Why ambition is misunderstood—and how to reclaim it
Amina AlTai is an executive coach, leadership trainer, and chronic illness advocate. She has partnered with companies such as Google, Snap, Outdoor Voices, Chief, and Roku, and been featured in goop, Forbes, Well Good, NBC, CBS, and The New York Times. She is an Entrepreneur Magazine expert-in-residence, Forbes contributor, and was named one of Success Magazine’s Women of Influence.

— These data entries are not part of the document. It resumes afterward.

//! Centralized path utilities

use std::path::PathBuf;

use crate::constants::paths;

/// Get the codeloom config directory (~/.codeloom)
pub fn config_dir() -> PathBuf {
    dirs::home_dir()
        .unwrap_or_else(|| PathBuf::from("."))
        .join(paths::CONFIG_DIR_NAME)
}

/// ~/.codeloom/config.toml
pub fn config_file() -> PathBuf {
    config_dir().join(paths::CONFIG_FILE_NAME)
}

/// Get the logs directory (~/.codeloom/logs)
pub fn logs_dir() -> PathBuf {
    config_dir().join("logs")
}

/// Ensure the logs directory exists, creating it if necessary
pub fn ensure_logs_dir() -> std::io::Result<PathBuf> {
    let dir = logs_dir();
    std::fs::create_dir_all(&dir)?;
    Ok(dir)
}
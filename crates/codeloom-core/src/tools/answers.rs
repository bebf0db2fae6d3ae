//! Human answer sources
//!
//! `ask_followup_question` and operator-driven SQL correction both need a
//! human reply. `StdinAnswers` blocks on the terminal; `ChannelAnswers`
//! suspends the workflow until some other task (a UI, a web handler)
//! answers through the paired `AnswerHandle`.

use std::io::{BufRead, Write};

use async_trait::async_trait;
use tokio::sync::{mpsc, oneshot};
use uuid::Uuid;

use crate::tools::registry::ToolError;

#[async_trait]
pub trait AnswerSource: Send + Sync {
    async fn ask(&self, question: &str) -> Result<String, ToolError>;
}

/// Single-operator terminal prompt
pub struct StdinAnswers;

#[async_trait]
impl AnswerSource for StdinAnswers {
    async fn ask(&self, question: &str) -> Result<String, ToolError> {
        let question = question.to_string();
        let answer = tokio::task::spawn_blocking(move || -> std::io::Result<String> {
            let mut stdout = std::io::stdout();
            write!(stdout, "{} ", question)?;
            stdout.flush()?;
            let mut line = String::new();
            std::io::stdin().lock().read_line(&mut line)?;
            Ok(line.trim_end_matches(['\r', '\n']).to_string())
        })
        .await
        .map_err(|e| ToolError::NoAnswer(e.to_string()))??;
        Ok(answer)
    }
}

/// A question waiting on an external answer
#[derive(Debug)]
pub struct PendingQuestion {
    pub id: Uuid,
    pub question: String,
    reply: oneshot::Sender<String>,
}

impl PendingQuestion {
    /// Resume the suspended workflow. Returns false if it is no longer waiting.
    pub fn answer(self, text: impl Into<String>) -> bool {
        self.reply.send(text.into()).is_ok()
    }
}

/// Asking side of an answer channel
#[derive(Clone)]
pub struct ChannelAnswers {
    tx: mpsc::Sender<PendingQuestion>,
}

/// Answering side of an answer channel
pub struct AnswerHandle {
    rx: mpsc::Receiver<PendingQuestion>,
}

impl AnswerHandle {
    /// Wait for the next question. `None` once every asker is gone.
    pub async fn next_question(&mut self) -> Option<PendingQuestion> {
        self.rx.recv().await
    }
}

/// Create a connected asker/answerer pair
pub fn answer_channel(capacity: usize) -> (ChannelAnswers, AnswerHandle) {
    let (tx, rx) = mpsc::channel(capacity.max(1));
    (ChannelAnswers { tx }, AnswerHandle { rx })
}

#[async_trait]
impl AnswerSource for ChannelAnswers {
    async fn ask(&self, question: &str) -> Result<String, ToolError> {
        let (reply, wait) = oneshot::channel();
        let pending = PendingQuestion {
            id: Uuid::new_v4(),
            question: question.to_string(),
            reply,
        };
        let id = pending.id;
        self.tx
            .send(pending)
            .await
            .map_err(|_| ToolError::NoAnswer("answer handle dropped".to_string()))?;
        tracing::info!(%id, "Waiting for human answer");
        wait.await
            .map_err(|_| ToolError::NoAnswer(format!("question {} was dropped unanswered", id)))
    }
}

#[cfg(test)]
mod tests {
    use super::*;

    #[tokio::test]
    async fn channel_answers_resume_the_asker() {
        let (answers, mut handle) = answer_channel(1);

        let responder = tokio::spawn(async move {
            let pending = handle.next_question().await.unwrap();
            assert_eq!(pending.question, "Which port?");
            assert!(pending.answer("8080"));
        });

        let answer = answers.ask("Which port?").await.unwrap();
        assert_eq!(answer, "8080");
        responder.await.unwrap();
    }

    #[tokio::test]
    async fn dropped_question_is_an_error() {
        let (answers, mut handle) = answer_channel(1);
        tokio::spawn(async move {
            let pending = handle.next_question().await.unwrap();
            drop(pending);
        });
        assert!(matches!(
            answers.ask("anything?").await,
            Err(ToolError::NoAnswer(_))
        ));
    }

    #[tokio::test]
    async fn dropped_handle_is_an_error() {
        let (answers, handle) = answer_channel(1);
        drop(handle);
        assert!(answers.ask("hello?").await.is_err());
    }
}
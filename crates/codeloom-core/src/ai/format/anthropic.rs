//! Anthropic messages format handler
//!
//! Tool results travel as `tool_result` blocks inside a user message;
//! consecutive tool results are merged into one user turn.

use serde_json::{json, Value};

use super::{call_id_or_generated, FormatHandler};
use crate::ai::client::{AiClientConfig, CompletionError, CompletionRequest};
use crate::ai::types::{AiToolCall, Message, Role};

pub struct AnthropicFormat;

impl AnthropicFormat {
    fn system_prompt(request: &CompletionRequest) -> Option<String> {
        let mut parts: Vec<&str> = Vec::new();
        if let Some(system) = &request.system {
            parts.push(system);
        }
        for msg in request.messages.iter().filter(|m| m.role == Role::System) {
            parts.push(&msg.content);
        }
        if parts.is_empty() {
            None
        } else {
            Some(parts.join("\n\n"))
        }
    }

    fn convert_messages(request: &CompletionRequest) -> Vec<Value> {
        let mut result: Vec<Value> = Vec::new();

        for msg in &request.messages {
            match msg.role {
                Role::System => continue,
                Role::User => result.push(json!({"role": "user", "content": msg.content})),
                Role::Assistant => {
                    let mut blocks = Vec::new();
                    if !msg.content.is_empty() {
                        blocks.push(json!({"type": "text", "text": msg.content}));
                    }
                    for call in &msg.tool_calls {
                        blocks.push(json!({
                            "type": "tool_use",
                            "id": call.id,
                            "name": call.name,
                            "input": call.arguments
                        }));
                    }
                    result.push(json!({"role": "assistant", "content": blocks}));
                }
                Role::Tool => {
                    let block = json!({
                        "type": "tool_result",
                        "tool_use_id": msg.tool_call_id.clone().unwrap_or_default(),
                        "content": msg.content
                    });
                    let merged = result
                        .last_mut()
                        .filter(|last| last["role"] == "user")
                        .and_then(|last| last["content"].as_array_mut())
                        .map(|blocks| blocks.push(block.clone()))
                        .is_some();
                    if !merged {
                        result.push(json!({"role": "user", "content": [block]}));
                    }
                }
            }
        }

        result
    }
}

impl FormatHandler for AnthropicFormat {
    fn build_body(&self, config: &AiClientConfig, request: &CompletionRequest) -> Value {
        let mut body = json!({
            "model": config.model,
            "max_tokens": config.max_tokens,
            "temperature": config.temperature,
            "messages": Self::convert_messages(request),
        });

        if let Some(system) = Self::system_prompt(request) {
            body["system"] = Value::String(system);
        }

        if !request.tools.is_empty() {
            let tools: Vec<Value> = request
                .tools
                .iter()
                .map(|t| {
                    json!({
                        "name": t.name,
                        "description": t.description,
                        "input_schema": t.input_schema
                    })
                })
                .collect();
            body["tools"] = Value::Array(tools);
        }

        body
    }

    fn parse_response(&self, body: &Value) -> Result<Message, CompletionError> {
        let blocks = body
            .get("content")
            .and_then(|c| c.as_array())
            .ok_or_else(|| CompletionError::InvalidResponse("missing content array".into()))?;

        let mut text = String::new();
        let mut tool_calls = Vec::new();

        for block in blocks {
            match block.get("type").and_then(|t| t.as_str()) {
                Some("text") => {
                    if let Some(chunk) = block.get("text").and_then(|t| t.as_str()) {
                        text.push_str(chunk);
                    }
                }
                Some("tool_use") => {
                    let name = block
                        .get("name")
                        .and_then(|n| n.as_str())
                        .ok_or_else(|| CompletionError::InvalidResponse("tool_use without name".into()))?;
                    tool_calls.push(AiToolCall {
                        id: call_id_or_generated(block.get("id").and_then(|i| i.as_str())),
                        name: name.to_string(),
                        arguments: block.get("input").cloned().unwrap_or_else(|| json!({})),
                    });
                }
                // Thinking and other block types are not part of the turn
                _ => {}
            }
        }

        Ok(Message::assistant_with_calls(text, tool_calls))
    }
}

#[cfg(test)]
mod tests {
    use super::*;

    #[test]
    fn consecutive_tool_results_merge_into_one_user_turn() {
        let request = CompletionRequest::new(vec![
            Message::user("go"),
            Message::assistant_with_calls(
                "",
                vec![
                    AiToolCall::new("a", "read_file", json!({"path": "1"})),
                    AiToolCall::new("b", "read_file", json!({"path": "2"})),
                ],
            ),
            Message::tool_result("a", "one"),
            Message::tool_result("b", "two"),
        ]);

        let body = AnthropicFormat.build_body(&AiClientConfig::default(), &request);
        let messages = body["messages"].as_array().unwrap();
        assert_eq!(messages.len(), 3);
        assert_eq!(messages[2]["content"].as_array().unwrap().len(), 2);
        assert_eq!(messages[2]["content"][1]["tool_use_id"], "b");
    }

    #[test]
    fn system_messages_are_lifted_into_system_field() {
        let request =
            CompletionRequest::new(vec![Message::system("rules"), Message::user("hi")])
                .with_system("base");
        let body = AnthropicFormat.build_body(&AiClientConfig::default(), &request);
        assert_eq!(body["system"], "base\n\nrules");
        assert_eq!(body["messages"].as_array().unwrap().len(), 1);
    }

    #[test]
    fn parses_text_and_tool_use_blocks() {
        let body = json!({
            "content": [
                {"type": "thinking", "thinking": "hmm", "signature": "s"},
                {"type": "text", "text": "Writing the file."},
                {"type": "tool_use", "id": "toolu_1", "name": "write_file", "input": {"path": "a", "content": "b"}}
            ]
        });
        let msg = AnthropicFormat.parse_response(&body).unwrap();
        assert_eq!(msg.content, "Writing the file.");
        assert_eq!(msg.tool_calls[0].id, "toolu_1");
        assert_eq!(msg.tool_calls[0].arguments["path"], "a");
    }
}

The Ambition Trap gives you greater permission to reclaim ambition on your own terms. Most of us think ambition means doing everything in our power to get what we want, but this approach comes at the price of health, well-being, and upholds oppressive systems. Ambition itself is not a dirty word—we can renegotiate unhealthy assumptions about ambition to engage with it in meaningful and restorative ways. To escape the trap of an endless cycle of overwork that is never enough, ambition must be anchored in our purpose rather than our pain.

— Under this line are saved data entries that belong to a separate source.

//! Compiled graph execution

use std::collections::HashMap;
use std::sync::Arc;

use tracing::{debug, info};
use uuid::Uuid;

use super::node::{Node, Router};
use super::{GraphError, END};
use crate::error::WorkflowError;

pub(crate) enum Transition<S> {
    Direct(String),
    Conditional {
        router: Router<S>,
        targets: HashMap<String, String>,
    },
}

/// A validated graph. Holds no per-invocation state, so one compiled graph
/// can serve any number of concurrent invocations.
pub struct CompiledGraph<S: Send + 'static> {
    nodes: HashMap<String, Arc<dyn Node<S>>>,
    transitions: HashMap<String, Transition<S>>,
    entry: String,
    max_steps: usize,
}

impl<S: Send + 'static> CompiledGraph<S> {
    pub(crate) fn new(
        nodes: HashMap<String, Arc<dyn Node<S>>>,
        transitions: HashMap<String, Transition<S>>,
        entry: String,
        max_steps: usize,
    ) -> Self {
        Self {
            nodes,
            transitions,
            entry,
            max_steps,
        }
    }

    pub fn max_steps(&self) -> usize {
        self.max_steps
    }

    /// Run from the entry point until a transition resolves to `END`.
    pub async fn invoke(&self, initial: S) -> Result<S, WorkflowError> {
        let run_id = Uuid::new_v4();
        info!(%run_id, entry = %self.entry, "Graph invocation started");

        let mut state = initial;
        let mut current = self.entry.clone();
        let mut step = 0usize;

        loop {
            if step >= self.max_steps {
                return Err(GraphError::StepLimitExceeded {
                    limit: self.max_steps,
                }
                .into());
            }

            // compile() guarantees every reachable name is a declared node
            let node = self
                .nodes
                .get(&current)
                .ok_or_else(|| GraphError::UnknownEntryPoint(current.clone()))?;
            debug!(%run_id, step, node = %current, "Running node");
            state = node.run(state).await?;
            step += 1;

            let next = match self.transitions.get(&current) {
                Some(Transition::Direct(to)) => to.clone(),
                Some(Transition::Conditional { router, targets }) => {
                    let label = router(&state);
                    match targets.get(&label) {
                        Some(target) => {
                            debug!(%run_id, node = %current, %label, %target, "Routed");
                            target.clone()
                        }
                        None => {
                            return Err(GraphError::UndeclaredLabel {
                                node: current,
                                label,
                            }
                            .into())
                        }
                    }
                }
                None => return Err(GraphError::MissingEdge(current).into()),
            };

            if next == END {
                info!(%run_id, steps = step, "Graph invocation finished");
                return Ok(state);
            }
            current = next;
        }
    }
}
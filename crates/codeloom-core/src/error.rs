//! Workflow-level error type
//!
//! Every component has its own `thiserror` enum; `WorkflowError` is what a
//! graph invocation returns and simply wraps them.

use thiserror::Error;

use crate::ai::CompletionError;
use crate::graph::GraphError;
use crate::schema::SchemaError;
use crate::tools::ToolError;

#[derive(Debug, Error)]
pub enum WorkflowError {
    #[error("completion failed: {0}")]
    Completion(#[from] CompletionError),

    #[error("tool failed: {0}")]
    Tool(#[from] ToolError),

    #[error("graph error: {0}")]
    Graph(#[from] GraphError),

    #[error("schema error: {0}")]
    Schema(#[from] SchemaError),
}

Below, Amina shares five key insights from her new book, The Ambition Trap: How to Stop Chasing and Start Living. Listen to the audio version—read by Amina herself—below, or in the Next Big Idea App.
Most of us only know ambition in a dysfunctional sense: a relentless desire to succeed, regardless of the cost. For me to win, someone else must lose, we think. But that’s not ambition. Ambition itself is natural and neutral. In its purest form, it’s a desire for more life. It’s a wish to unfold, evolve, and flourish.
Grass wants to grow; trees like to stretch toward the sun; we all want to thrive. The essence of all living beings is to be motivated for more, and as humans, we’re the only species that has a choice in how we direct that advancement. So, we must be great stewards of it. Things go sideways when our striving begins to cost us and others health, relationships, peace of mind, and sense of self. This isn’t ambition in its neutral, natural form, but in its most painful.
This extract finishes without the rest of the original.